**TASK DIRECTIONS**
Look below for the line that contains "of the scope.", then copy it and each following line exactly, through and including the line that contains "for wizard advancement.".

Stored items:

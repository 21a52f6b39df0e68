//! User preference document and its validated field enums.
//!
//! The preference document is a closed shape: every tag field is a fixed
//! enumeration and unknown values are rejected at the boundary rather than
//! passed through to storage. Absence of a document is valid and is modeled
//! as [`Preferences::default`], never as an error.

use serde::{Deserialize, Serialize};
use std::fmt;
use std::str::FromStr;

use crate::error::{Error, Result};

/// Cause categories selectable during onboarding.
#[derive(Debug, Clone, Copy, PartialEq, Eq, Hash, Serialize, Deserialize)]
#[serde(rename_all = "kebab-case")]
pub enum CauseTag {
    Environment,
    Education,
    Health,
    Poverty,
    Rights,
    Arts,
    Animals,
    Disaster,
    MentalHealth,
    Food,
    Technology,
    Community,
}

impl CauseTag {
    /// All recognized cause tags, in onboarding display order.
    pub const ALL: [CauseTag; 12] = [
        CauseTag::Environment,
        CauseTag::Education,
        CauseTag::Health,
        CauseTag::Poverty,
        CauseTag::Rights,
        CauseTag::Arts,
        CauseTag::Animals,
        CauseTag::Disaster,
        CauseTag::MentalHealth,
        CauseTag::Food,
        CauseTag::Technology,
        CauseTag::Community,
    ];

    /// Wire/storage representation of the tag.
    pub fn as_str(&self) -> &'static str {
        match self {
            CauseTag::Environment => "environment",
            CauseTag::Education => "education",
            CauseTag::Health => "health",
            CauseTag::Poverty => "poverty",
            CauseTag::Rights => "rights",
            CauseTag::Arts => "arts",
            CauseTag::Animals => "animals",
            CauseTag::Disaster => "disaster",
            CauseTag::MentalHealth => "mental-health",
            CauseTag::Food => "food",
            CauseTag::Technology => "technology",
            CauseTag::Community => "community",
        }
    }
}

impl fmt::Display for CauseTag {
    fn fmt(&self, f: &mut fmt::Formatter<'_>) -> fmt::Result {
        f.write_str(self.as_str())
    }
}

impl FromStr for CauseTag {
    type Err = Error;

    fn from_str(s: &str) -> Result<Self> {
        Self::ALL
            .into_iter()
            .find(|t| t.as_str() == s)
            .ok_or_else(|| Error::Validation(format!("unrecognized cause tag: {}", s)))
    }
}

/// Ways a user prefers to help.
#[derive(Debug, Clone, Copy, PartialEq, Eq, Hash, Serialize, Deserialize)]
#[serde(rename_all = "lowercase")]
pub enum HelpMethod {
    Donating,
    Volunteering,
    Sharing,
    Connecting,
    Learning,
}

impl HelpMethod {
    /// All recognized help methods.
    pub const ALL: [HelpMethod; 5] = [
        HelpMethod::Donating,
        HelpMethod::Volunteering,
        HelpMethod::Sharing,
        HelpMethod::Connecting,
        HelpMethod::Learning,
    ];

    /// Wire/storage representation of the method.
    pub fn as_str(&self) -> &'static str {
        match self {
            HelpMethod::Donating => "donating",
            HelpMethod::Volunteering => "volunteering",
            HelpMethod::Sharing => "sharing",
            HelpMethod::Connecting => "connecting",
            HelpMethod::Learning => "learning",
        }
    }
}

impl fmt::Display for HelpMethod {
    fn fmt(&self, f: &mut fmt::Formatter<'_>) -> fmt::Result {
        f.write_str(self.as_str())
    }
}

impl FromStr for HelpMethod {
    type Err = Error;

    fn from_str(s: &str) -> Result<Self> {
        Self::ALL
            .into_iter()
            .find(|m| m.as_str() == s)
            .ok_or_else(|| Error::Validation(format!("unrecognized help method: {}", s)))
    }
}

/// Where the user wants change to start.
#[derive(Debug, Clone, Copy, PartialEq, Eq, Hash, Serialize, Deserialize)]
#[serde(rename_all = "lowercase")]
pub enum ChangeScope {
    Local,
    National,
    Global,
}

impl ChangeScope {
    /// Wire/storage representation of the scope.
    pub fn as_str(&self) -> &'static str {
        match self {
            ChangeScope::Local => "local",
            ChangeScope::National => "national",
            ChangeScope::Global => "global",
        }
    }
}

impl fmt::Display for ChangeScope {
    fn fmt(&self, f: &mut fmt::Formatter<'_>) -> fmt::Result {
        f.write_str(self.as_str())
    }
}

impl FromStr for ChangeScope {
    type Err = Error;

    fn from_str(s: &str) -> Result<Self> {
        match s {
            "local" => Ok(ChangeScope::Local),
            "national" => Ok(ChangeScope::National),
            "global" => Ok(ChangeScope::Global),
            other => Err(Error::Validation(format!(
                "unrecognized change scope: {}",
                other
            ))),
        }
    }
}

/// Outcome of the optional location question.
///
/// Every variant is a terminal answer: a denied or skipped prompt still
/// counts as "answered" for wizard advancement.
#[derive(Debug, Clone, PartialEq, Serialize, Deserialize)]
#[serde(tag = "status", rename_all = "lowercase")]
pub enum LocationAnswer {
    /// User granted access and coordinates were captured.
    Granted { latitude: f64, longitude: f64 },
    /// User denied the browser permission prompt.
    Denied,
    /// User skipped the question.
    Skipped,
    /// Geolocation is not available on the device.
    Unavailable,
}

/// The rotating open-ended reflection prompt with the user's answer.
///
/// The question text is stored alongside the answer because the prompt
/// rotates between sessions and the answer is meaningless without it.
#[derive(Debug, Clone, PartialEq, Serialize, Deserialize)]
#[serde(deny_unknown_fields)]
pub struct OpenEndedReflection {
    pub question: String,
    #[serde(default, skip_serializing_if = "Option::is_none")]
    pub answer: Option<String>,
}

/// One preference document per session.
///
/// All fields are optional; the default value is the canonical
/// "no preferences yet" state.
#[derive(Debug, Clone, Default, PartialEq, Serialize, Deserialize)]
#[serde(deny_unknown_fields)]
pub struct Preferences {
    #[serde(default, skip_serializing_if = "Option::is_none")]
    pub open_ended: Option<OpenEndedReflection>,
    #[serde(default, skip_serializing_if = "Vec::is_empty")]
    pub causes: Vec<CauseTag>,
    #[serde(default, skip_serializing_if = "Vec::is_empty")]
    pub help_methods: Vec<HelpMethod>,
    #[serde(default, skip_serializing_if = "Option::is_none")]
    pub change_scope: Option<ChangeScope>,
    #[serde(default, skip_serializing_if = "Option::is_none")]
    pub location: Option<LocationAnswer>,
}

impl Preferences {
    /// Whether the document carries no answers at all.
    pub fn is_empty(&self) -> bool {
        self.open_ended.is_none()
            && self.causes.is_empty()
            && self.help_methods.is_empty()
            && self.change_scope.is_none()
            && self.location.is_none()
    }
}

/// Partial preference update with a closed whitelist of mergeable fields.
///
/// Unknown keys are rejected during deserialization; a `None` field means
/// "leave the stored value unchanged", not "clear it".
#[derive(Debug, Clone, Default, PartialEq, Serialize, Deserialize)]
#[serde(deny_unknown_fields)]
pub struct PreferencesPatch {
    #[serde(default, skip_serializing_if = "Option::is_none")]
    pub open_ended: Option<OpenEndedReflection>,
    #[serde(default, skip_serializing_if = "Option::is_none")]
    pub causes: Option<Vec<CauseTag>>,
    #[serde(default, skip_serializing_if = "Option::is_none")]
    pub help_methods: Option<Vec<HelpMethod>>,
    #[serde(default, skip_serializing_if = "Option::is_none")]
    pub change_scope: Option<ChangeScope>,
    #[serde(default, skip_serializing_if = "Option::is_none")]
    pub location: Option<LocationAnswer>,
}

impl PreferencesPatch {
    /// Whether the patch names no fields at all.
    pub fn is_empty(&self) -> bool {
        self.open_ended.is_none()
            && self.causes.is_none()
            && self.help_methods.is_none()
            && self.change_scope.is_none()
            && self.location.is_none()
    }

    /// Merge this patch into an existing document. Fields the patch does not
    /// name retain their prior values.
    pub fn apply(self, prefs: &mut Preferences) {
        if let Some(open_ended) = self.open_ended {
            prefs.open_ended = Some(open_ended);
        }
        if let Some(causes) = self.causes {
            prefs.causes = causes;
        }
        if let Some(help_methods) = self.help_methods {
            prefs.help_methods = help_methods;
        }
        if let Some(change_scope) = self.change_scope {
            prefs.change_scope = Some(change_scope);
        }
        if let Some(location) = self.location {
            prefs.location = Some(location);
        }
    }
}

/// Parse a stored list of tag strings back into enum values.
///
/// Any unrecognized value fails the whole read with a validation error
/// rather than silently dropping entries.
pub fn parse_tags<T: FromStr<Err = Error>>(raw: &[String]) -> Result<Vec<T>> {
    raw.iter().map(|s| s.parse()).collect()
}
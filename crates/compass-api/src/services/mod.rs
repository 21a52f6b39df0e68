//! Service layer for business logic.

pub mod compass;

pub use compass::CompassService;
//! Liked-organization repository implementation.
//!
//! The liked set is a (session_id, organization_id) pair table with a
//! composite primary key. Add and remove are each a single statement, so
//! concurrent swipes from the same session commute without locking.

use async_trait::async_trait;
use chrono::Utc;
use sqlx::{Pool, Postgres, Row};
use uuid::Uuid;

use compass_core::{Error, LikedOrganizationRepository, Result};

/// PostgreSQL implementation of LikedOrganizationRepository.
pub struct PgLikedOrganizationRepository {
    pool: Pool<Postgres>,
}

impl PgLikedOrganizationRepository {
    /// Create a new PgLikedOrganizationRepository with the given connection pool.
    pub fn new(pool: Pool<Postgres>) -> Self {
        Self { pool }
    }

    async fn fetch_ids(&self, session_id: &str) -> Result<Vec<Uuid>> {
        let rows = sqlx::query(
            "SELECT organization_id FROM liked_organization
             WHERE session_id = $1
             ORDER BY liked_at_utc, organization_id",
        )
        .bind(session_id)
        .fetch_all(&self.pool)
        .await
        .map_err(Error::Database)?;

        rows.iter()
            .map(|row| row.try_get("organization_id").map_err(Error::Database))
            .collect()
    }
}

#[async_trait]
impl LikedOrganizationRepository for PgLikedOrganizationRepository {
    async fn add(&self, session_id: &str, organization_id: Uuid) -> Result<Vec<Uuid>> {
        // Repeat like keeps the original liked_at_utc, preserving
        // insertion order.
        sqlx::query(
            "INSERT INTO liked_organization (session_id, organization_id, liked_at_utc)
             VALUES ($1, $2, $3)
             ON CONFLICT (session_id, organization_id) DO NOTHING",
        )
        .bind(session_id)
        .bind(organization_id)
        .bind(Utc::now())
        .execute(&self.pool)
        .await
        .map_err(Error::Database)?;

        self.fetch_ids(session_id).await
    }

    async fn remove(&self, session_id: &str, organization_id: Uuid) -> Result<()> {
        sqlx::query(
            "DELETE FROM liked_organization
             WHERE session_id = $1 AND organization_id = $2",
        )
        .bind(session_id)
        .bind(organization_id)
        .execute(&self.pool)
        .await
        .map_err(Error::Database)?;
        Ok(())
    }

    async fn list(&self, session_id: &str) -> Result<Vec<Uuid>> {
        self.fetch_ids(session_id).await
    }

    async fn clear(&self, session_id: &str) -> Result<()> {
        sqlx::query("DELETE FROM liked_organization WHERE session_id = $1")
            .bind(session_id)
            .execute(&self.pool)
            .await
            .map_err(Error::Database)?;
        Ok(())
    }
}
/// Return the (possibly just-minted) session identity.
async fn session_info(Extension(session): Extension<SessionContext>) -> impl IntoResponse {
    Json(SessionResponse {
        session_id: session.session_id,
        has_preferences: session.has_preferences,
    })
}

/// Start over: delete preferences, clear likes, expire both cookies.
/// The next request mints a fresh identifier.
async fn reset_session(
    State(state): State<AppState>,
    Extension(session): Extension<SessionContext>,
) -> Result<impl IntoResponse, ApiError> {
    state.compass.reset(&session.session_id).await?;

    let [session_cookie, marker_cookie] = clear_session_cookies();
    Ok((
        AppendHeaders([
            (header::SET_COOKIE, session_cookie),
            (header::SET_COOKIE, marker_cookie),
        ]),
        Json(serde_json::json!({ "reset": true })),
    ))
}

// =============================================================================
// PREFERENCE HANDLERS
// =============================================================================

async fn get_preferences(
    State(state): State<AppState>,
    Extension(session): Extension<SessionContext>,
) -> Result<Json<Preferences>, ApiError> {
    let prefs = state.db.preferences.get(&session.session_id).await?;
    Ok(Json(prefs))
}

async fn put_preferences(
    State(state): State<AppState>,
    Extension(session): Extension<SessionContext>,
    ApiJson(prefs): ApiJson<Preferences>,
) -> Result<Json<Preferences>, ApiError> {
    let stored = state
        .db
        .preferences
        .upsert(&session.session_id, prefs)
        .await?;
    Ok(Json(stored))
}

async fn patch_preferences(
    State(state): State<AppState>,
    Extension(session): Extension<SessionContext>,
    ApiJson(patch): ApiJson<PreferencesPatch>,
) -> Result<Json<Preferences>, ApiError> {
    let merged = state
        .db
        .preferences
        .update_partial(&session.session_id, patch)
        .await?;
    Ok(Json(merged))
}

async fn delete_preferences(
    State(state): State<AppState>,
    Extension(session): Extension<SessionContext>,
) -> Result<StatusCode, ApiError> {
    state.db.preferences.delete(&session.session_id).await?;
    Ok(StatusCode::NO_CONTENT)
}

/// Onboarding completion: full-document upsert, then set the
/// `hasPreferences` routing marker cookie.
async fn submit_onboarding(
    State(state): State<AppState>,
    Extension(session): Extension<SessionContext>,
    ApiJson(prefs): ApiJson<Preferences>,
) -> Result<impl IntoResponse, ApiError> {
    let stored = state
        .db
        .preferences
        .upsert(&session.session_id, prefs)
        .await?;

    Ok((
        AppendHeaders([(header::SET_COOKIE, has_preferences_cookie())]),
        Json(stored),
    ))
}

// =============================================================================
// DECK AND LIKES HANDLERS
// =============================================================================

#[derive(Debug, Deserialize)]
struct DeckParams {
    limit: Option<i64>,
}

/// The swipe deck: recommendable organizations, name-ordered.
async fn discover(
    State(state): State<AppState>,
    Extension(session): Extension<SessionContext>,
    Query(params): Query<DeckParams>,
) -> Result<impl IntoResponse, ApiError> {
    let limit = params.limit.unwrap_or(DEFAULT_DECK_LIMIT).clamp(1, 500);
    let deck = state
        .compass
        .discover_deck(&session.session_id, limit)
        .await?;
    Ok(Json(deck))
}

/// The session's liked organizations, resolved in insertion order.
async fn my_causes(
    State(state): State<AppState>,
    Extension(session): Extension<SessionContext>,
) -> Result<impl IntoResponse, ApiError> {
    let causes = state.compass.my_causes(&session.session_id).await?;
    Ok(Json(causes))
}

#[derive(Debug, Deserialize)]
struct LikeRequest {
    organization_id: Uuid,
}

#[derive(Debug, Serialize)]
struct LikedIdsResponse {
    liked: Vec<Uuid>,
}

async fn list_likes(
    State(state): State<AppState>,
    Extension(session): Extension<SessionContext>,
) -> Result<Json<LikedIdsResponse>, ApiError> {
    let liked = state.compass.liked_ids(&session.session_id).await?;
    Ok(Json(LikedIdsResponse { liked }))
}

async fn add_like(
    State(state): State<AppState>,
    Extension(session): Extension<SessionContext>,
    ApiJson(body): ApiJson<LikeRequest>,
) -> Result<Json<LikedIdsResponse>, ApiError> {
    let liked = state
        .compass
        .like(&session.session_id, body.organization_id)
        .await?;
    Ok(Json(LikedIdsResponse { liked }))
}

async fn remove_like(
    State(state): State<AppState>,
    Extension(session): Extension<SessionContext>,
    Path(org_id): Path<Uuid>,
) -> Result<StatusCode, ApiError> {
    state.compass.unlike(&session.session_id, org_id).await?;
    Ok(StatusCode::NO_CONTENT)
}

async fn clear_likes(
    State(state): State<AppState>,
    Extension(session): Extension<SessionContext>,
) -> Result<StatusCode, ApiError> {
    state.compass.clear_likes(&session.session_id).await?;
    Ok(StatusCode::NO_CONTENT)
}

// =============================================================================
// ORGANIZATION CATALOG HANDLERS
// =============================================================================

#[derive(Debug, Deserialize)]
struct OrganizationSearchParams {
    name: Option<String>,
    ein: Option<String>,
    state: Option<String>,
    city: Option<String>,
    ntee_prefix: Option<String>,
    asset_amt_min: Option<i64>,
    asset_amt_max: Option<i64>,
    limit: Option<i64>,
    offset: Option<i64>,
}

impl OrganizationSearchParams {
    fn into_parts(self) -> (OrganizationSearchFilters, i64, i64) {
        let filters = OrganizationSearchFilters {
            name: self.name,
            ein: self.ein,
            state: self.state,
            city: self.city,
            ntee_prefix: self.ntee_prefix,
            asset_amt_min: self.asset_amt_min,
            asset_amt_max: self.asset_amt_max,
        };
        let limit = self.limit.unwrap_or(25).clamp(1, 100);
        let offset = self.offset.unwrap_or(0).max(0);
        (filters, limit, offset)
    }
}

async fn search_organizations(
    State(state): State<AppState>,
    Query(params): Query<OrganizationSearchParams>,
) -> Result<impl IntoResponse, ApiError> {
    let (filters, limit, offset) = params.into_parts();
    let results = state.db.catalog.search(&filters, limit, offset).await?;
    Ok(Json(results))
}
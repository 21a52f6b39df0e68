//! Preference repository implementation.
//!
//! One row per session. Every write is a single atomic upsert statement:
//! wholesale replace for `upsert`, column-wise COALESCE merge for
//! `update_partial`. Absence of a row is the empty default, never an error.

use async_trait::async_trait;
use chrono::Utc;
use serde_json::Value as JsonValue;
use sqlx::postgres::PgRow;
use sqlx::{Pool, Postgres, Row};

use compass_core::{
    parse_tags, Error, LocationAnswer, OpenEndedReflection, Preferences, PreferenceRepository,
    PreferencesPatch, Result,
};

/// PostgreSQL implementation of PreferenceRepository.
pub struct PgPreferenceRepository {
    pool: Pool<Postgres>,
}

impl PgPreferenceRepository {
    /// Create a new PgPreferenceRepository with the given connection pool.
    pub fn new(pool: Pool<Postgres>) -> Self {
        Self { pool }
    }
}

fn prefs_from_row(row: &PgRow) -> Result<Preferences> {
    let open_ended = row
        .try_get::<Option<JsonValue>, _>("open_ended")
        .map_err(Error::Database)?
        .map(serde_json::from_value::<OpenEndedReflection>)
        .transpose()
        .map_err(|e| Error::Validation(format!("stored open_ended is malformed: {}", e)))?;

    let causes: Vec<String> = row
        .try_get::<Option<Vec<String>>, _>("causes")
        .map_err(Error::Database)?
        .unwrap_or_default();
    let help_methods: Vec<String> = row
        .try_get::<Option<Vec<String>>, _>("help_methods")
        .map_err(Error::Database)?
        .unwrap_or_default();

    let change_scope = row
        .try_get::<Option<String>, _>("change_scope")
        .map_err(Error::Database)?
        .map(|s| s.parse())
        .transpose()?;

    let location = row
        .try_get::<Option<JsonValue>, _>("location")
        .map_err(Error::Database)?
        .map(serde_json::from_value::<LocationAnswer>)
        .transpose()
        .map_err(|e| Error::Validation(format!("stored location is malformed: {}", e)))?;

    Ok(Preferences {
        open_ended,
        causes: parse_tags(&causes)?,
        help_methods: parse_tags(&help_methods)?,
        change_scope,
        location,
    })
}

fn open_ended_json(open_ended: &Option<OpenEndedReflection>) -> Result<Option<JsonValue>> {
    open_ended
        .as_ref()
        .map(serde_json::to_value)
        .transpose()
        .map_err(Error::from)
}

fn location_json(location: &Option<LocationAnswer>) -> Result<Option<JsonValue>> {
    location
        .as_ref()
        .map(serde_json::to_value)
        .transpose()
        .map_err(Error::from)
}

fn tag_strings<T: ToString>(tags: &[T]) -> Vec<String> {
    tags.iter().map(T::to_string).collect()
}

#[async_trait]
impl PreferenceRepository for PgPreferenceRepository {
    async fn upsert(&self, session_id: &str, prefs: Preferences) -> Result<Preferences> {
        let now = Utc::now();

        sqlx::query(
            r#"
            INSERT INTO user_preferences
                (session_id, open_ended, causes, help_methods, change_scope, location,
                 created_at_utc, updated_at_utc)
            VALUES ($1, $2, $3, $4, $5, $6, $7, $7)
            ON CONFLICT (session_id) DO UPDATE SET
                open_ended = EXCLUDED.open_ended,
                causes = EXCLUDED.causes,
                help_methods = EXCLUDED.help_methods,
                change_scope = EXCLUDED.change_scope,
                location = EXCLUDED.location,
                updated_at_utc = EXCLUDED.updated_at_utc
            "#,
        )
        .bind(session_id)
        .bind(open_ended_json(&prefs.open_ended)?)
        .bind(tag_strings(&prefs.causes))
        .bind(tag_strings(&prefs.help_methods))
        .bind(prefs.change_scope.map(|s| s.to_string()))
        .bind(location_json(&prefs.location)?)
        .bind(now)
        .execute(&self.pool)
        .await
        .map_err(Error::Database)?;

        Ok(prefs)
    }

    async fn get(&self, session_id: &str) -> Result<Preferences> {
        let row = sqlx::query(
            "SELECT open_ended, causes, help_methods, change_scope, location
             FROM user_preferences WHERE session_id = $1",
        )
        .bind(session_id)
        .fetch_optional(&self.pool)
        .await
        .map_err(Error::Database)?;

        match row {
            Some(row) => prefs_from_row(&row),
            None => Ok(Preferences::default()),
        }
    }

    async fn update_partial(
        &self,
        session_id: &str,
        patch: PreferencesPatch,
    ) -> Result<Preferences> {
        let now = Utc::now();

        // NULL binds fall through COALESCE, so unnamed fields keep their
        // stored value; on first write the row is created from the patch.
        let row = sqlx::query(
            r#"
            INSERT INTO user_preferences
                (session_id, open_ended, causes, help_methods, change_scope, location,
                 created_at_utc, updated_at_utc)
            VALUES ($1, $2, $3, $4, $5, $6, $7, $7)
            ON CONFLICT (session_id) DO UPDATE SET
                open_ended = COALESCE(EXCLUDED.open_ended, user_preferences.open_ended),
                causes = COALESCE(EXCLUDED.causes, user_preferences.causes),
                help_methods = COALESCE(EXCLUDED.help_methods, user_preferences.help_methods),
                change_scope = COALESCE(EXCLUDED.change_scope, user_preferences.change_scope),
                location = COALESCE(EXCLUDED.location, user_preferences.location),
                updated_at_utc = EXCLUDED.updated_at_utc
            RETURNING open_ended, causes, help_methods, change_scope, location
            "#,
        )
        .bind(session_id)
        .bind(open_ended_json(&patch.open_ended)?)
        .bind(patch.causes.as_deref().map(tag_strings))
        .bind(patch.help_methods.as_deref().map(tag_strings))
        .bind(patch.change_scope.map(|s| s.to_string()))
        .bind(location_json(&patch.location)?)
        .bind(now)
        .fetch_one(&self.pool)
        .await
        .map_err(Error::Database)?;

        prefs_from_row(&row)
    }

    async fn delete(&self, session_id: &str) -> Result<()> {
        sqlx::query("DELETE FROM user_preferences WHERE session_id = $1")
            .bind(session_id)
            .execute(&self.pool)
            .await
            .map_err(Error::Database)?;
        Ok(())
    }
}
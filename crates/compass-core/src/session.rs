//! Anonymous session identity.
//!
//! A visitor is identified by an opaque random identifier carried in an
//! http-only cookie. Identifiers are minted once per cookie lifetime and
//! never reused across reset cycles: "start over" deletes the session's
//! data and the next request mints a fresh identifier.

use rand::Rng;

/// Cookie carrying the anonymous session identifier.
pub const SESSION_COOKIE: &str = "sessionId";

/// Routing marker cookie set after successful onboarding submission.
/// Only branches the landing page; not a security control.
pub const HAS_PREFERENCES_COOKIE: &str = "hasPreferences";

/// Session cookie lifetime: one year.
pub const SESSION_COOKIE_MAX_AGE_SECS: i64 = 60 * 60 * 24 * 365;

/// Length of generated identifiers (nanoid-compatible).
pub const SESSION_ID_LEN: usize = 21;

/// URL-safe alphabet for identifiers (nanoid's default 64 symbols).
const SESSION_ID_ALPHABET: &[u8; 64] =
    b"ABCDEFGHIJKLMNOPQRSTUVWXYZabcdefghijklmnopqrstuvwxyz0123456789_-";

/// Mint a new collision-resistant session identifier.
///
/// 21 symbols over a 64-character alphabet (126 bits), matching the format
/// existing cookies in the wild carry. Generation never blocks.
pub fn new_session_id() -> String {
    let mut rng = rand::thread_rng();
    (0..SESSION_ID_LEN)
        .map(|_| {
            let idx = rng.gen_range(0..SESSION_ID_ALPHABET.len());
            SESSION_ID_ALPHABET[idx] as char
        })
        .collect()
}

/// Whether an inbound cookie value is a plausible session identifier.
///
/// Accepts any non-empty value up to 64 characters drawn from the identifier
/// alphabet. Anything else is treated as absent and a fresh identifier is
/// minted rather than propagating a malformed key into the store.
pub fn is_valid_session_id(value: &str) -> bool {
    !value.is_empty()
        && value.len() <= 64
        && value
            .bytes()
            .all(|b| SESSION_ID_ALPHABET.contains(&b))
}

**TASK RESULT**
    /// Wire/storage representation of the scope.
    pub fn as_str(&self) -> &'static str {
        match self {
            ChangeScope::Local => "local",
            ChangeScope::National => "national",
            ChangeScope::Global => "global",
        }
    }
}

impl fmt::Display for ChangeScope {
    fn fmt(&self, f: &mut fmt::Formatter<'_>) -> fmt::Result {
        f.write_str(self.as_str())
    }
}

impl FromStr for ChangeScope {
    type Err = Error;

    fn from_str(s: &str) -> Result<Self> {
        match s {
            "local" => Ok(ChangeScope::Local),
            "national" => Ok(ChangeScope::National),
            "global" => Ok(ChangeScope::Global),
            other => Err(Error::Validation(format!(
                "unrecognized change scope: {}",
                other
            ))),
        }
    }
}

/// Outcome of the optional location question.
///
/// Every variant is a terminal answer: a denied or skipped prompt still
/// counts as "answered" for wizard advancement.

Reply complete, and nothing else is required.